Ich bin ohne Vater aufgewachsen. Meinen leiblichen Vater habe ich erst mit 17 Jahren kennengelernt.
Im selben Jahr lernte ich meinen Mann kennen – und verliebte mich unsterblich.
Er war Witwer mit drei Kindern, 15 Jahre älter als ich.
Wir bekamen sofort unsere beiden gemeinsamen Kinder. Zehn Jahre später heirateten wir.
Eine Patchwork-Familie - Fünf Kinder - Ein neues Leben.
Es gibt Verluste, die du nicht verstehst,
die dich zerreißen, die dich fragen lassen: “Warum? Warum habe ich es nicht gesehen?”
Mit Mitte vierzig nahm sich meine Schwester das Leben.
Sie ging freiwillig. Sie entschied sich, zu gehen.
Und ich stand da – mit Schmerz, Wut, Schuldgefühlen.
Mein Mann stand mir tapfer zur Seite.
Er half mir, das zu überstehen. Er war da, als ich ihn am meisten brauchte.
Ich brauchte viele Jahre, um den Tod von ihr zu verstehen,
um anzunehmen, dass sie keinen anderen Ausweg mehr gesehen hat,
dass sie nicht schwach war – sondern verzweifelt.
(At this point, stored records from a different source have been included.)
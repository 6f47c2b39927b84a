/// Convenience result type used across ecoticket.
pub type TicketResult<T> = Result<T, TicketError>;

/// Generic user-facing text for delivery failures without a server-provided message.
pub const GENERIC_DELIVERY_MESSAGE: &str = "Something went wrong. Please try again.";

/// Top-level error taxonomy used by pipeline APIs.
///
/// No variant is fatal to the process: asset failures are absorbed by the logo cache, readiness
/// timeouts are downgraded to warnings, and capture/delivery failures end in a retryable state.
#[derive(thiserror::Error, Debug)]
pub enum TicketError {
    /// Invalid user-provided form or configuration data.
    #[error("validation error: {0}")]
    Validation(String),

    /// Logo fetch or decode failure.
    #[error("asset load error: {0}")]
    AssetLoad(String),

    /// The card never reported readiness within the allotted attempts.
    #[error("readiness timeout after {attempts} attempt(s)")]
    ReadinessTimeout {
        /// Number of wait attempts performed.
        attempts: u32,
    },

    /// Rasterization of the ticket card failed.
    #[error("capture error: {0}")]
    Capture(#[from] CaptureError),

    /// Backend call failed (non-2xx or transport failure).
    #[error("delivery error: {message}")]
    Delivery {
        /// HTTP status when a response was received.
        status: Option<u16>,
        /// Human-readable message.
        message: String,
        /// Whether `message` came verbatim from the server's `{error}` body.
        server_message: bool,
    },

    /// Errors when serializing or deserializing data structures.
    #[error("serialization error: {0}")]
    Serde(String),

    /// Wrapped lower-level error from dependencies or IO.
    #[error(transparent)]
    Other(#[from] anyhow::Error),
}

impl TicketError {
    /// Build a [`TicketError::Validation`] value.
    pub fn validation(msg: impl Into<String>) -> Self {
        Self::Validation(msg.into())
    }

    /// Build a [`TicketError::AssetLoad`] value.
    pub fn asset_load(msg: impl Into<String>) -> Self {
        Self::AssetLoad(msg.into())
    }

    /// Build a [`TicketError::Serde`] value.
    pub fn serde(msg: impl Into<String>) -> Self {
        Self::Serde(msg.into())
    }

    /// Build a [`TicketError::Delivery`] value for a transport failure (no response).
    pub fn transport(msg: impl Into<String>) -> Self {
        Self::Delivery {
            status: None,
            message: msg.into(),
            server_message: false,
        }
    }

    /// Build a [`TicketError::Delivery`] value from an HTTP status and an optional server message.
    pub fn http(status: u16, server_error: Option<String>) -> Self {
        match server_error {
            Some(message) if !message.trim().is_empty() => Self::Delivery {
                status: Some(status),
                message,
                server_message: true,
            },
            _ => Self::Delivery {
                status: Some(status),
                message: format!("Server error {status}"),
                server_message: false,
            },
        }
    }

    /// HTTP status attached to a delivery failure, if any.
    pub fn status(&self) -> Option<u16> {
        match self {
            Self::Delivery { status, .. } => *status,
            _ => None,
        }
    }

    /// Text suitable for a user notification.
    ///
    /// Server-provided delivery messages are returned verbatim; everything else maps to `generic`.
    pub fn user_message(&self, generic: &str) -> String {
        match self {
            Self::Delivery {
                message,
                server_message: true,
                ..
            } => message.clone(),
            Self::Validation(msg) => msg.clone(),
            _ => generic.to_string(),
        }
    }
}

/// Failures of the raster capture stage.
#[derive(thiserror::Error, Debug, Clone, PartialEq, Eq)]
pub enum CaptureError {
    /// The card subtree measured zero height (hidden or not laid out).
    #[error("card has zero measured height")]
    ZeroHeight,

    /// The rasterizer was asked to resolve a remotely hosted font family.
    #[error("refusing to read remote font rules for family '{family}'")]
    RemoteFont {
        /// Offending family name.
        family: String,
    },

    /// An image in the card never produced decoded, non-zero-sized pixels.
    #[error("image '{src}' did not finish loading")]
    ImageNotLoaded {
        /// Image source reference (truncated for data URIs).
        src: String,
    },

    /// Markup parsing or pixmap allocation failed.
    #[error("rasterization failed: {0}")]
    Raster(String),

    /// JPEG encoding failed.
    #[error("encoding failed: {0}")]
    Encode(String),
}

#[cfg(test)]
#[path = "../../tests/unit/foundation/error.rs"]
mod tests;
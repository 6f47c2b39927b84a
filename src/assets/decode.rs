use std::io::Cursor;

use anyhow::Context;
use base64::Engine as _;
use base64::engine::general_purpose::STANDARD as BASE64;

use crate::foundation::error::{TicketError, TicketResult};

/// Decoded raster image reduced to what readiness checks need.
#[derive(Clone, Debug, PartialEq, Eq)]
pub struct DecodedImage {
    /// Width in pixels.
    pub width: u32,
    /// Height in pixels.
    pub height: u32,
    /// Re-encoded PNG bytes.
    pub png: Vec<u8>,
}

/// Decode encoded image bytes (any format `image` understands) and re-encode them as PNG.
///
/// Zero-sized images are rejected: a decoded image without pixels is not a usable logo.
pub fn decode_image(bytes: &[u8]) -> TicketResult<DecodedImage> {
    let dyn_img = image::load_from_memory(bytes).context("decode image from memory")?;
    let (width, height) = (dyn_img.width(), dyn_img.height());
    if width == 0 || height == 0 {
        return Err(TicketError::asset_load(format!(
            "decoded image has zero dimension ({width}x{height})"
        )));
    }

    let mut png = Vec::new();
    dyn_img
        .write_to(&mut Cursor::new(&mut png), image::ImageFormat::Png)
        .context("re-encode image as png")?;

    Ok(DecodedImage { width, height, png })
}

/// Build a base64 `data:` URI.
pub fn to_data_uri(mime: &str, bytes: &[u8]) -> String {
    format!("data:{mime};base64,{}", BASE64.encode(bytes))
}

/// Split a base64 `data:` URI into its mime type and payload bytes.
pub fn parse_data_uri(uri: &str) -> TicketResult<(String, Vec<u8>)> {
    let rest = uri
        .strip_prefix("data:")
        .ok_or_else(|| TicketError::asset_load("not a data uri"))?;
    let (meta, payload) = rest
        .split_once(',')
        .ok_or_else(|| TicketError::asset_load("data uri has no payload separator"))?;
    let mime = meta
        .strip_suffix(";base64")
        .ok_or_else(|| TicketError::asset_load("only base64 data uris are supported"))?;
    let bytes = BASE64
        .decode(payload.trim())
        .map_err(|e| TicketError::asset_load(format!("bad base64 payload: {e}")))?;
    Ok((mime.to_string(), bytes))
}

/// Decode the image behind a `data:` URI and report its natural dimensions.
pub fn data_uri_dimensions(uri: &str) -> TicketResult<(u32, u32)> {
    let (_, bytes) = parse_data_uri(uri)?;
    let img = decode_image(&bytes)?;
    Ok((img.width, img.height))
}

/// Shorten long references (data URIs) for logs and error messages.
pub fn short_src(src: &str) -> String {
    const MAX: usize = 48;
    if src.chars().count() <= MAX {
        return src.to_string();
    }
    let head: String = src.chars().take(MAX).collect();
    format!("{head}…")
}

#[cfg(test)]
#[path = "../../tests/unit/assets/decode.rs"]
mod tests;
Diese Erfahrung hat mich geprägt.
Ich habe verstanden:
Menschen brauchen jemanden, der WIRKLICH hinsieht,
der da ist, bevor es zu spät ist.
Wir waren gerade dabei, unseren Baustoffhandel aufzubauen - hatten ihn erst zwei Jahre zuvor übernommen.
Die Pläne standen, ein neuer LKW wurde gekauft. Die Zukunft sah gut aus.
Dann wurde mein Mann plötzlich schwer krank.
Die Ärzte sagten: “Er hat noch fünf Jahre.”
Aber er schaffte nur ein Jahr.
Ich begleitete ihn bis zum Ende.
Mit 33 stand ich als Witwe mit zwei Teenagern (14 und 15 Jahre alt) da.
Unseren Baustoffhandel mussten wir schließen und ich musste eine neue Perspektive für mich finden.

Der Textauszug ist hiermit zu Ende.